BEGIN Given entries

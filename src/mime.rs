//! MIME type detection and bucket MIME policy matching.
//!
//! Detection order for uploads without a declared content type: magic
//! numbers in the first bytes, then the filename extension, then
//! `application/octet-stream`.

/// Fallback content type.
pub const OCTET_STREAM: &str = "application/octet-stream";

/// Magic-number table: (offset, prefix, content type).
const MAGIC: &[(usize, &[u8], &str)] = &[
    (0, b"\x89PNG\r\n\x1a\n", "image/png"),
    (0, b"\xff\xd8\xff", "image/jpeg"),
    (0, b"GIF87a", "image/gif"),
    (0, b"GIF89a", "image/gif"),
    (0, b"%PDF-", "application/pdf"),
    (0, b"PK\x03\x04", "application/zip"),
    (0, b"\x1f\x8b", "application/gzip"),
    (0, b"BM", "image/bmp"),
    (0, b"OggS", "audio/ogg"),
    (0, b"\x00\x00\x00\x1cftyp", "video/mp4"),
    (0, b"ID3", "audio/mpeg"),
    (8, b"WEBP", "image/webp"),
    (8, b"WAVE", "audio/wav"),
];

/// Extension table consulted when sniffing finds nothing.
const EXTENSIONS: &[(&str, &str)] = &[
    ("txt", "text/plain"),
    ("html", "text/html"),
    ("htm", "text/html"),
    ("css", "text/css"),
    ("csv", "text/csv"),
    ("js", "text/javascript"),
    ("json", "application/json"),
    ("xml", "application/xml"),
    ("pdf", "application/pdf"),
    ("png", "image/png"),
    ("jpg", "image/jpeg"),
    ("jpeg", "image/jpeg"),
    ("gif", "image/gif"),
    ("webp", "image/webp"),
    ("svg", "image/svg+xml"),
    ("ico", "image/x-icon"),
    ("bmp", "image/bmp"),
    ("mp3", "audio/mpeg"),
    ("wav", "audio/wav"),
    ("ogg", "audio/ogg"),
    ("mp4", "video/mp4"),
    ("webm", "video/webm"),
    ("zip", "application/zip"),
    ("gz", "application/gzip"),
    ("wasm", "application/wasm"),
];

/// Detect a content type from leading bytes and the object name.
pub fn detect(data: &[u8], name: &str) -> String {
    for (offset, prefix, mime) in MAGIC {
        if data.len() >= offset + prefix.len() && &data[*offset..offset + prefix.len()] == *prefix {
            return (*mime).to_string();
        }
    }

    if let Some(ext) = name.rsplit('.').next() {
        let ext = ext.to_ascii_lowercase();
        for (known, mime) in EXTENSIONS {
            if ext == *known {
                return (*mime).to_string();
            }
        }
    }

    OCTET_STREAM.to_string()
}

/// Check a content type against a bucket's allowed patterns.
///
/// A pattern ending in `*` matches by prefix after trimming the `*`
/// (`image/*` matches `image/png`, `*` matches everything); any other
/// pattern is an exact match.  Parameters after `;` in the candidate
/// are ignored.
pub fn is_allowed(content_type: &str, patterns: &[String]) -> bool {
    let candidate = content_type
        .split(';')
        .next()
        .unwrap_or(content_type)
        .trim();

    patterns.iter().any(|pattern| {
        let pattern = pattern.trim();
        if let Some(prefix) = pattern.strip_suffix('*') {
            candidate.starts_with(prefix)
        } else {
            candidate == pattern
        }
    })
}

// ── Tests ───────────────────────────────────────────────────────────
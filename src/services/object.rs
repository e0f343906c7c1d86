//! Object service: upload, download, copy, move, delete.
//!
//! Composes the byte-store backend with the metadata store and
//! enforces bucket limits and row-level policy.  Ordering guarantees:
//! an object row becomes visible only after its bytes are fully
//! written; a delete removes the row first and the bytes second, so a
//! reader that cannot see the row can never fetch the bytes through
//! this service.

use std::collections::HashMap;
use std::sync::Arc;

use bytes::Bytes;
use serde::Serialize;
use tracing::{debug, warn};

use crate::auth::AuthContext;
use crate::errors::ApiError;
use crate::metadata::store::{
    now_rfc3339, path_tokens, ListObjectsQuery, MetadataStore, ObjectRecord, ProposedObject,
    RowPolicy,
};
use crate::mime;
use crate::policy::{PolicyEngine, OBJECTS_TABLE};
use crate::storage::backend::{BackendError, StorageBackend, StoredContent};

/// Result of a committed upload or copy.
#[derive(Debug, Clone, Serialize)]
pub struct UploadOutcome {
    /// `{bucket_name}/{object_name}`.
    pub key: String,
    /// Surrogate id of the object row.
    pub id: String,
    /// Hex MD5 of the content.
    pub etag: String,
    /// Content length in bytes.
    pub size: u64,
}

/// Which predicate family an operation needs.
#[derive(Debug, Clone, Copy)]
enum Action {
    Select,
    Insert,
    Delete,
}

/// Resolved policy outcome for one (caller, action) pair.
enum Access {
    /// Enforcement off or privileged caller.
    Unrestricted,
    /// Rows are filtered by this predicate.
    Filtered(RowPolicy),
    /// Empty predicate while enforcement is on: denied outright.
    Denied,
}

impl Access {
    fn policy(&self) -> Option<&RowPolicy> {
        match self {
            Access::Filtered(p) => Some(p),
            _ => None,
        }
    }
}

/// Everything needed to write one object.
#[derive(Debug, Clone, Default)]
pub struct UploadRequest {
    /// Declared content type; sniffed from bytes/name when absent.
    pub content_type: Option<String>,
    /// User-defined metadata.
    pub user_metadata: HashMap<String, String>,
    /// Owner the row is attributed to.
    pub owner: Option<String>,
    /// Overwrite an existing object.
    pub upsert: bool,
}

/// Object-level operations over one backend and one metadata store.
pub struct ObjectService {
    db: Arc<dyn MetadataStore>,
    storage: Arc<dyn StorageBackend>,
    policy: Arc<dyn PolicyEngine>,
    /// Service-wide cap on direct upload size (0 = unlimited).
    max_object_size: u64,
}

END Given entries

Work to be completed: For the listing above, identify each line bearing "crate".

Completed task:
use crate::auth::AuthContext;
use crate::errors::ApiError;
use crate::metadata::store::{
use crate::mime;
use crate::policy::{PolicyEngine, OBJECTS_TABLE};
use crate::storage::backend::{BackendError, StorageBackend, StoredContent};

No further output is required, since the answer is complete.